Your task: Copy out the lines of the records below, and only those lines, from the one with "the conflicting object." through the one with "JSON (de)serialization failure.", exactly as they appear.

Data items:
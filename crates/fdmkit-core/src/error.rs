//! Error types for reconciliation against the FDM REST API.
//!
//! The reconciler recovers only a handful of narrowly identified remote
//! conditions (duplicate name on create, invalid identifier on delete,
//! expired access token). Everything else is surfaced unchanged.

use std::fmt;

use serde_json::Value;

/// Marker in a 422 body returned when an object with the same name exists.
pub const DUPLICATE_NAME_MARKER: &str = "Validation failed due to a duplicate name";

/// Marker in a 422 body returned when the referenced object id does not exist.
pub const INVALID_UUID_MARKER: &str = "Validation failed due to an invalid UUID";

const UNPROCESSABLE_ENTITY: u16 = 422;
const UNAUTHORIZED: u16 = 401;

/// A non-2xx response from the remote API.
#[derive(Debug, Clone, PartialEq)]
pub struct ApiError {
    /// HTTP status code.
    pub status: u16,
    /// Response body. Parsed JSON when possible, otherwise the raw text as a string.
    pub body: Value,
}

impl ApiError {
    /// Creates a new `ApiError`.
    #[must_use]
    pub fn new(status: u16, body: Value) -> Self {
        Self { status, body }
    }

    /// The body flattened to text, used for marker matching.
    #[must_use]
    pub fn body_text(&self) -> String {
        match &self.body {
            Value::String(s) => s.clone(),
            other => other.to_string(),
        }
    }

    /// Returns `true` for the 422 "duplicate name" rejection of a create call.
    #[must_use]
    pub fn is_duplicate_name(&self) -> bool {
        self.status == UNPROCESSABLE_ENTITY && self.body_text().contains(DUPLICATE_NAME_MARKER)
    }

    /// Returns `true` for the 422 "invalid UUID" rejection of a call addressing a missing object.
    #[must_use]
    pub fn is_invalid_uuid(&self) -> bool {
        self.status == UNPROCESSABLE_ENTITY && self.body_text().contains(INVALID_UUID_MARKER)
    }

    /// Returns `true` when the server rejected the bearer token as expired or invalid.
    #[must_use]
    pub fn is_token_expired(&self) -> bool {
        if self.status != UNAUTHORIZED {
            return false;
        }
        let text = self.body_text().to_lowercase();
        text.contains("token") && (text.contains("expired") || text.contains("invalid"))
    }
}

impl fmt::Display for ApiError {
    fn fmt(&self, f: &mut fmt::Formatter<'_>) -> fmt::Result {
        write!(f, "HTTP {}: {}", self.status, self.body_text())
    }
}

/// Errors produced by the reconciliation core.
#[derive(Debug, thiserror::Error)]
pub enum ReconcileError {
    /// An argument that must be a JSON object was something else.
    #[error("Type mismatch: {0}")]
    TypeMismatch(String),

    /// The desired state is structurally insufficient.
    #[error("Validation error: {0}")]
    Validation(String),

    /// No object matched a lookup where existence was required.
    #[error("Object not found: {what}")]
    NotFound {
        /// What was looked up, e.g. `name "Foo" at /object/networks`.
        what: String,
    },

    /// An object with the same name but a different configuration already exists.
    #[error(
        "Cannot add new object. An object with the name \"{name}\" but different parameters already exists"
    )]
    Conflict {
        /// Name of the conflicting object.
        name: String,
    },

    /// The operation is unknown or not supported by the resource type.
    #[error("Unsupported operation: {0}")]
    UnsupportedOperation(String),

    /// The remote API answered with a non-success status.
    #[error("API error: {0}")]
    Api(ApiError),

    /// Network failure, timeout or malformed response.
    #[error("Transport error: {0}")]
    Transport(String),

    /// The token-refresh collaborator failed.
    #[error("Token refresh failed: {0}")]
    AuthRefresh(String),

    /// JSON (de)serialization failure.
    #[error("JSON serialization error: {0}")]
    Json(#[from] serde_json::Error),
}

impl From<ApiError> for ReconcileError {
    fn from(err: ApiError) -> Self {
        Self::Api(err)
    }
}

impl ReconcileError {
    /// Creates a new `TypeMismatch` error.
    #[must_use]
    pub fn type_mismatch(message: impl Into<String>) -> Self {
        Self::TypeMismatch(message.into())
    }

    /// Creates a new `Validation` error.
    #[must_use]
    pub fn validation(message: impl Into<String>) -> Self {
        Self::Validation(message.into())
    }

    /// Creates a new `NotFound` error.
    #[must_use]
    pub fn not_found(what: impl Into<String>) -> Self {
        Self::NotFound { what: what.into() }
    }

    /// Creates a new `Conflict` error.
    #[must_use]
    pub fn conflict(name: impl Into<String>) -> Self {
        Self::Conflict { name: name.into() }
    }

    /// Creates a new `UnsupportedOperation` error.
    #[must_use]
    pub fn unsupported(operation: impl Into<String>) -> Self {
        Self::UnsupportedOperation(operation.into())
    }

    /// Creates a new `Api` error.
    #[must_use]
    pub fn api(status: u16, body: Value) -> Self {
        Self::Api(ApiError::new(status, body))
    }

    /// Creates a new `Transport` error.
    #[must_use]
    pub fn transport(message: impl Into<String>) -> Self {
        Self::Transport(message.into())
    }

    /// Creates a new `AuthRefresh` error.
    #[must_use]
    pub fn auth_refresh(message: impl Into<String>) -> Self {
        Self::AuthRefresh(message.into())
    }

    /// The remote API error, if this is one.
    #[must_use]
    pub fn as_api(&self) -> Option<&ApiError> {
        match self {
            Self::Api(err) => Some(err),
            _ => None,
        }
    }

    /// Returns `true` if this is a not found error.
    #[must_use]
    pub fn is_not_found(&self) -> bool {
        matches!(self, Self::NotFound { .. })
    }

    /// Returns `true` for the remote duplicate-name rejection.
    #[must_use]
    pub fn is_duplicate_name(&self) -> bool {
        self.as_api().is_some_and(ApiError::is_duplicate_name)
    }

    /// Returns `true` for the remote invalid-identifier rejection.
    #[must_use]
    pub fn is_invalid_uuid(&self) -> bool {
        self.as_api().is_some_and(ApiError::is_invalid_uuid)
    }

    /// Returns `true` for an expired access token.
    #[must_use]
    pub fn is_token_expired(&self) -> bool {
        self.as_api().is_some_and(ApiError::is_token_expired)
    }

    /// Returns `true` if the failure lies with the request rather than the
    /// appliance or the network.
    #[must_use]
    pub fn is_client_error(&self) -> bool {
        match self {
            Self::TypeMismatch(_)
            | Self::Validation(_)
            | Self::UnsupportedOperation(_)
            | Self::NotFound { .. }
            | Self::Conflict { .. } => true,
            Self::Api(err) => (400..500).contains(&err.status),
            Self::Transport(_) | Self::AuthRefresh(_) | Self::Json(_) => false,
        }
    }

    /// Returns the error category for logging purposes.
    #[must_use]
    pub fn category(&self) -> ErrorCategory {
        match self {
            Self::TypeMismatch(_) | Self::Validation(_) | Self::UnsupportedOperation(_) => {
                ErrorCategory::Validation
            }
            Self::NotFound { .. } => ErrorCategory::NotFound,
            Self::Conflict { .. } => ErrorCategory::Conflict,
            Self::Api(err) if err.is_token_expired() => ErrorCategory::Auth,
            Self::AuthRefresh(_) => ErrorCategory::Auth,
            Self::Api(_) => ErrorCategory::Remote,
            Self::Transport(_) => ErrorCategory::Transport,
            Self::Json(_) => ErrorCategory::Serialization,
        }
    }
}

/// Error categories for logging and reporting.
#[derive(Debug, Clone, Copy, PartialEq, Eq, Hash)]
pub enum ErrorCategory {
    Validation,
    NotFound,
    Conflict,
    Auth,
    Remote,
    Transport,
    Serialization,
}

impl fmt::Display for ErrorCategory {
    fn fmt(&self, f: &mut fmt::Formatter<'_>) -> fmt::Result {
        match self {
            Self::Validation => write!(f, "validation"),
            Self::NotFound => write!(f, "not_found"),
            Self::Conflict => write!(f, "conflict"),
            Self::Auth => write!(f, "auth"),
            Self::Remote => write!(f, "remote"),
            Self::Transport => write!(f, "transport"),
            Self::Serialization => write!(f, "serialization"),
        }
    }
}

/// Convenience result type for core operations.
pub type Result<T> = std::result::Result<T, ReconcileError>;

#[cfg(test)]
mod tests {
    use super::*;
    use serde_json::json;

    #[test]
    fn test_duplicate_name_detection() {
        let err = ApiError::new(
            422,
            json!({"error": {"messages": [{"description": "Validation failed due to a duplicate name"}]}}),
        );
        assert!(err.is_duplicate_name());
        assert!(!err.is_invalid_uuid());

        let wrong_status = ApiError::new(400, json!("Validation failed due to a duplicate name"));
        assert!(!wrong_status.is_duplicate_name());
    }

    #[test]
    fn test_invalid_uuid_detection() {
        let err = ReconcileError::api(422, json!("Validation failed due to an invalid UUID"));
        assert!(err.is_invalid_uuid());
        assert!(!err.is_duplicate_name());
        assert_eq!(err.category(), ErrorCategory::Remote);
    }

    #[test]
    fn test_token_expired_detection() {
        let err = ReconcileError::api(401, json!({"message": "Access token has expired"}));
        assert!(err.is_token_expired());
        assert_eq!(err.category(), ErrorCategory::Auth);

        let bad_credentials = ReconcileError::api(401, json!({"message": "Bad credentials"}));
        assert!(!bad_credentials.is_token_expired());

        let forbidden = ReconcileError::api(403, json!({"message": "Access token has expired"}));
        assert!(!forbidden.is_token_expired());
    }

    #[test]
    fn test_error_display() {
        let err = ReconcileError::conflict("web-servers");
        assert_eq!(
            err.to_string(),
            "Cannot add new object. An object with the name \"web-servers\" but different parameters already exists"
        );

        let err = ReconcileError::api(500, json!("boom"));
        assert_eq!(err.to_string(), "API error: HTTP 500: boom");
    }

    #[test]
    fn test_error_category() {
        assert_eq!(
            ReconcileError::validation("no name").category(),
            ErrorCategory::Validation
        );
        assert_eq!(
            ReconcileError::not_found("x").category(),
            ErrorCategory::NotFound
        );
        assert_eq!(
            ReconcileError::transport("timeout").category(),
            ErrorCategory::Transport
        );
        assert_eq!(ErrorCategory::NotFound.to_string(), "not_found");
    }

    #[test]
    fn test_client_error_classification() {
        assert!(ReconcileError::validation("no name").is_client_error());
        assert!(ReconcileError::api(422, json!("bad")).is_client_error());
        assert!(!ReconcileError::api(503, json!("down")).is_client_error());
        assert!(!ReconcileError::transport("reset").is_client_error());
    }
}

Answer area:
        /// Name of the conflicting object.
        name: String,
    },

    /// The operation is unknown or not supported by the resource type.
    #[error("Unsupported operation: {0}")]
    UnsupportedOperation(String),

    /// The remote API answered with a non-success status.
    #[error("API error: {0}")]
    Api(ApiError),

    /// Network failure, timeout or malformed response.
    #[error("Transport error: {0}")]
    Transport(String),

    /// The token-refresh collaborator failed.
    #[error("Token refresh failed: {0}")]
    AuthRefresh(String),

    /// JSON (de)serialization failure.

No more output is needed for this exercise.